付き合い始めて間もない恋人から届いたメールを眺めて、それだけで脈がちょっとだけ早くなった。待ってて、なんて、いくらでも待つよ。一緒に帰りたいって言ってくれているみたいで嬉しくなってしまう。

「ねえ」

とんとんと肩を叩かれた拍子に、私は驚いて振り返る。そこに立っていたのは、見知らぬ男の人が二人。

「君、さっきからずっとここにいるよね。誰か待ってるの?」
「え、は、はい…」
「へえ〜、こんなほっぺ赤くしちゃってねえ。何年生? 名前は?」
「へ…? いや、あの」

着崩した制服に明るい茶髪。どうやら上級生のようだった。ずいっと顔を近付けられて、私は思わず一歩後ずさる。そんな様子に彼らはけらけらと愉快そうに笑った。

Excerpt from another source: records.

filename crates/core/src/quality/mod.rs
pub mod domain;
pub mod infrastructure;
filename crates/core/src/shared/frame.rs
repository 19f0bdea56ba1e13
use ndarray::ArrayView3;

/// Number of interleaved color channels every frame carries (R, G, B).
pub const CHANNELS: usize = 3;

/// A single decoded raster: tightly packed RGB bytes in row-major order.
///
/// `index` is the position in the source's decode sequence. Still images
/// read from a folder also carry the file name they came from, so exports
/// can be named after it.
#[derive(Clone, Debug)]
pub struct Frame {
    data: Vec<u8>,
    width: u32,
    height: u32,
    index: usize,
    source_name: Option<String>,
}

impl Frame {
    pub fn new(data: Vec<u8>, width: u32, height: u32, index: usize) -> Self {
        debug_assert_eq!(
            data.len(),
            (width as usize) * (height as usize) * CHANNELS,
            "data length must equal width * height * 3"
        );
        Self {
            data,
            width,
            height,
            index,
            source_name: None,
        }
    }

    /// Wraps an `image` buffer, taking ownership of its pixels.
    pub fn from_rgb_image(img: image::RgbImage, index: usize) -> Self {
        let (width, height) = img.dimensions();
        Self::new(img.into_raw(), width, height, index)
    }

    pub fn with_source_name(mut self, name: impl Into<String>) -> Self {
        self.source_name = Some(name.into());
        self
    }

    pub fn data(&self) -> &[u8] {
        &self.data
    }

    pub fn width(&self) -> u32 {
        self.width
    }

    pub fn height(&self) -> u32 {
        self.height
    }

    pub fn index(&self) -> usize {
        self.index
    }

    pub fn source_name(&self) -> Option<&str> {
        self.source_name.as_deref()
    }

    pub fn is_empty(&self) -> bool {
        self.width == 0 || self.height == 0
    }

    /// Copies the pixels into an `image` buffer for resizing or encoding.
    pub fn to_rgb_image(&self) -> Option<image::RgbImage> {
        image::RgbImage::from_raw(self.width, self.height, self.data.clone())
    }

    /// Replaces the pixel buffer while keeping index and source name.
    pub fn replace_pixels(self, img: image::RgbImage) -> Self {
        let (width, height) = img.dimensions();
        Self {
            data: img.into_raw(),
            width,
            height,
            index: self.index,
            source_name: self.source_name,
        }
    }

    pub fn as_ndarray(&self) -> ArrayView3<'_, u8> {
        ArrayView3::from_shape(self.shape(), &self.data)
            .expect("Frame data length must match dimensions")
    }

    fn shape(&self) -> (usize, usize, usize) {
        (self.height as usize, self.width as usize, CHANNELS)
    }
}
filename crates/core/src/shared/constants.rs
/// Still-image extensions accepted when ranking a folder (compared lowercase).
pub const STILL_IMAGE_EXTENSIONS: &[&str] = &["jpg", "png"];

/// JPEG quality used when the caller does not ask for one.
pub const DEFAULT_JPEG_QUALITY: u8 = 95;

pub const DEFAULT_TOP_N: usize = 10;

/// Every Nth decoded frame is kept by sampled extraction.
pub const DEFAULT_FRAME_INTERVAL: usize = 30;

pub const DEFAULT_BRIGHTNESS_THRESHOLD: f64 = 50.0;
pub const DEFAULT_SHARPNESS_THRESHOLD: f64 = 10.0;
pub const DEFAULT_RESIZE_FACTOR: f64 = 0.5;
pub const DEFAULT_COMPRESSION_QUALITY: u8 = 50;
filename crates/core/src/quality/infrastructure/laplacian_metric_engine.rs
use crate::quality::domain::metric_engine::MetricEngine;
use crate::quality::infrastructure::luma::{laplacian, luma_plane};
use crate::shared::frame::Frame;
use crate::shared::frame_record::FrameMetrics;

/// Scores frames by Laplacian variance (sharpness) and mean luma (brightness).
///
/// Both metrics are computed on the 8-bit BT.601 luminance plane. Flat
/// frames of any shade have zero sharpness; an empty frame scores zero on
/// both axes.
#[derive(Clone, Copy, Debug, Default)]
pub struct LaplacianMetricEngine;

impl LaplacianMetricEngine {
    pub fn new() -> Self {
        Self
    }
}

impl MetricEngine for LaplacianMetricEngine {
    fn measure(&self, frame: &Frame) -> FrameMetrics {
        if frame.is_empty() {
            return FrameMetrics {
                sharpness: 0.0,
                brightness: 0.0,
            };
        }

        let plane = luma_plane(frame);
        let count = plane.len() as f64;
        let luma_sum: u64 = plane.iter().map(|&v| v as u64).sum();
        let brightness = luma_sum as f64 / count;

        let lap = laplacian(plane.view());
        let sharpness = lap.var(0.0);

        FrameMetrics {
            sharpness,
            brightness,
        }
    }
}
use std::fs::File;
use std::io::BufWriter;
use std::path::Path;

use image::codecs::jpeg::JpegEncoder;
use image::ImageFormat;

use crate::shared::error::ExportError;
use crate::shared::frame::Frame;
use crate::video::domain::image_writer::ImageWriter;

/// Writes a single frame to an image file using the `image` crate.
///
/// JPEG output honours the requested quality (clamped to the encoder's
/// 1-100 range); every other format is saved with default settings.
pub struct ImageFileWriter;

impl ImageFileWriter {
    pub fn new() -> Self {
        Self
    }
}

impl Default for ImageFileWriter {
    fn default() -> Self {
        Self::new()
    }
}

impl ImageWriter for ImageFileWriter {
    fn write(&self, path: &Path, frame: &Frame, jpeg_quality: u8) -> Result<(), ExportError> {
        if let Some(parent) = path.parent() {
            std::fs::create_dir_all(parent).map_err(|source| ExportError::Io {
                path: parent.to_path_buf(),
                source,
            })?;
        }

        let format = ImageFormat::from_path(path)
            .map_err(|_| ExportError::UnsupportedFormat(path.to_path_buf()))?;

        let img = frame
            .to_rgb_image()
            .ok_or(ExportError::MalformedFrame(frame.index()))?;

        let encode_err = |source| ExportError::Encode {
            path: path.to_path_buf(),
            source,
        };

        if format == ImageFormat::Jpeg {
            let file = File::create(path).map_err(|source| ExportError::Io {
                path: path.to_path_buf(),
                source,
            })?;
            let mut encoder =
                JpegEncoder::new_with_quality(BufWriter::new(file), jpeg_quality.clamp(1, 100));
            encoder.encode_image(&img).map_err(encode_err)?;
        } else {
            img.save_with_format(path, format).map_err(encode_err)?;
        }
        Ok(())
    }
}

#[cfg(test)]
mod tests {
    use super::*;

    fn make_frame(width: u32, height: u32, r: u8, g: u8, b: u8) -> Frame {
        let mut data = Vec::with_capacity((width * height * 3) as usize);
        for _ in 0..(width * height) {
            data.push(r);
            data.push(g);
            data.push(b);
        }
        Frame::new(data, width, height, 0)
    }

    fn noisy_frame(width: u32, height: u32) -> Frame {
        let data = (0..width * height * 3)
            .map(|i| (i.wrapping_mul(2_654_435_761) >> 24) as u8)
            .collect();
        Frame::new(data, width, height, 0)
    }

    #[test]
    fn test_write_creates_file_and_parent_dirs() {
        let dir = tempfile::tempdir().unwrap();
        let path = dir.path().join("nested").join("out.png");
        let frame = make_frame(100, 80, 50, 100, 200);
        ImageFileWriter::new().write(&path, &frame, 95).unwrap();
        assert!(path.exists());
        assert!(std::fs::metadata(&path).unwrap().len() > 0);
    }

    #[test]
    fn test_png_roundtrip_preserves_pixels() {
        let dir = tempfile::tempdir().unwrap();
        let path = dir.path().join("out.png");
        let frame = make_frame(50, 50, 50, 100, 200);
        ImageFileWriter::new().write(&path, &frame, 10).unwrap();

        let img = image::open(&path).unwrap().to_rgb8();
        assert_eq!(img.dimensions(), (50, 50));
        assert_eq!(img.get_pixel(0, 0).0, [50, 100, 200]);
    }

    #[test]
    fn test_jpeg_roundtrip_preserves_dimensions() {
        let dir = tempfile::tempdir().unwrap();
        let path = dir.path().join("out.jpg");
        let frame = noisy_frame(64, 48);
        ImageFileWriter::new().write(&path, &frame, 100).unwrap();

        let img = image::open(&path).unwrap();
        assert_eq!(img.width(), 64);
        assert_eq!(img.height(), 48);
    }

    #[test]
    fn test_lower_jpeg_quality_gives_smaller_file() {
        let dir = tempfile::tempdir().unwrap();
        let frame = noisy_frame(128, 128);
        let high = dir.path().join("high.jpg");
        let low = dir.path().join("low.jpeg");
        let writer = ImageFileWriter::new();
        writer.write(&high, &frame, 100).unwrap();
        writer.write(&low, &frame, 10).unwrap();

        let high_len = std::fs::metadata(&high).unwrap().len();
        let low_len = std::fs::metadata(&low).unwrap().len();
        assert!(low_len < high_len, "{low_len} should be < {high_len}");
    }

    #[test]
    fn test_quality_zero_is_accepted() {
        let dir = tempfile::tempdir().unwrap();
        let path = dir.path().join("zero.jpg");
        ImageFileWriter::new()
            .write(&path, &noisy_frame(16, 16), 0)
            .unwrap();
        assert!(path.exists());
    }

    #[test]
    fn test_unknown_extension_is_unsupported() {
        let dir = tempfile::tempdir().unwrap();
        let path = dir.path().join("out.unknownext");
        let err = ImageFileWriter::new()
            .write(&path, &make_frame(4, 4, 0, 0, 0), 95)
            .unwrap_err();
        assert!(matches!(err, ExportError::UnsupportedFormat(_)));
    }

    #[test]
    fn test_write_into_file_parent_returns_error() {
        let dir = tempfile::tempdir().unwrap();
        let blocker = dir.path().join("blocker");
        std::fs::write(&blocker, b"x").unwrap();
        let path = blocker.join("out.png");
        assert!(ImageFileWriter::new()
            .write(&path, &make_frame(4, 4, 0, 0, 0), 95)
            .is_err());
    }
}
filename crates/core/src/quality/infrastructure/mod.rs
pub mod laplacian_metric_engine;
mod luma;
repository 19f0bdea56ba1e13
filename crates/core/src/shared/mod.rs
pub mod cancellation;
pub mod constants;
pub mod error;
pub mod frame;
pub mod frame_record;
pub mod video_metadata;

「可愛いねー! そんな怖がらなくていいよ。可哀想に、こんな寒い中ひとりで、彼氏でしょ? 待ってるの。酷いヤローだねえ」
「や…っ」

すっと手がこちらに伸びる。小さく悲鳴を上げて反射的に顔を伏せると、次の瞬間にはパシ、と乾いた音が耳に触れた。しばらく目を閉じたまま硬直していたが、伸ばされた手が触れてくる気配はない。恐る恐る視線を上げると、まず目の前にしゃんと背筋の伸びた背中が見えた。男の子の背中。庇うように私の前で伸ばされた右腕。自分の手を握り締めるさっきの男の隣で、もう一人が苦い顔をしていた。

「こいつにあんまちょっかい掛けないでください」
「あ? お前、下級生の分際で―――」
「この子は、俺のなんで」

行こ、ヒロイン。そうやって手を握られて、風早くんはこっちを振り向き様苦しそうに微笑んだ。私が何かを言う前に手を強く引かれ、風早くんは私に向けるのとは丸っきり違う鋭い視線を先輩たちに送ると、私を連れてさっさとその場を後にした。



「…か…かぜはや…くん?」

50メートルほど校門から歩いたところで、ようやく早足だった風早くんが止まる。怒っているようなオーラに怖じ気付いて、それから何も言えずに黙っていたら、突然きゅっと強く繋いでいた手を握られて肩が跳ねた。ついでに心臓も。

「か、かぜは」
「こんなに冷たくなって」

やっとこちらを見てくれた風早くんは、ちょっと悲しそうな顔でそう言った。私の両手をそっと取ると、包み込むように握って、彼の温かい頬に触れさせた。顔がかーっと熱くなって、心臓がさっきとは比べ物にならないくらい、ばくばくと動き出す。か、か、風早くん、そんな、大胆な……!

「あ、あ、えっと」
「教室で待っててくれれば良かったのに。わざわざあんな寒いとこで…」

あ、そうか。気付かなかった。

「…か、彼氏と待ち合わせって言ったら、やっぱり校門かなって…思って…」

私がそう話すと彼はきょとんと目を見開いた後、ぷはっと吹き出して笑った。あ、いつもの風早くん。やっといつもの風早くんだ。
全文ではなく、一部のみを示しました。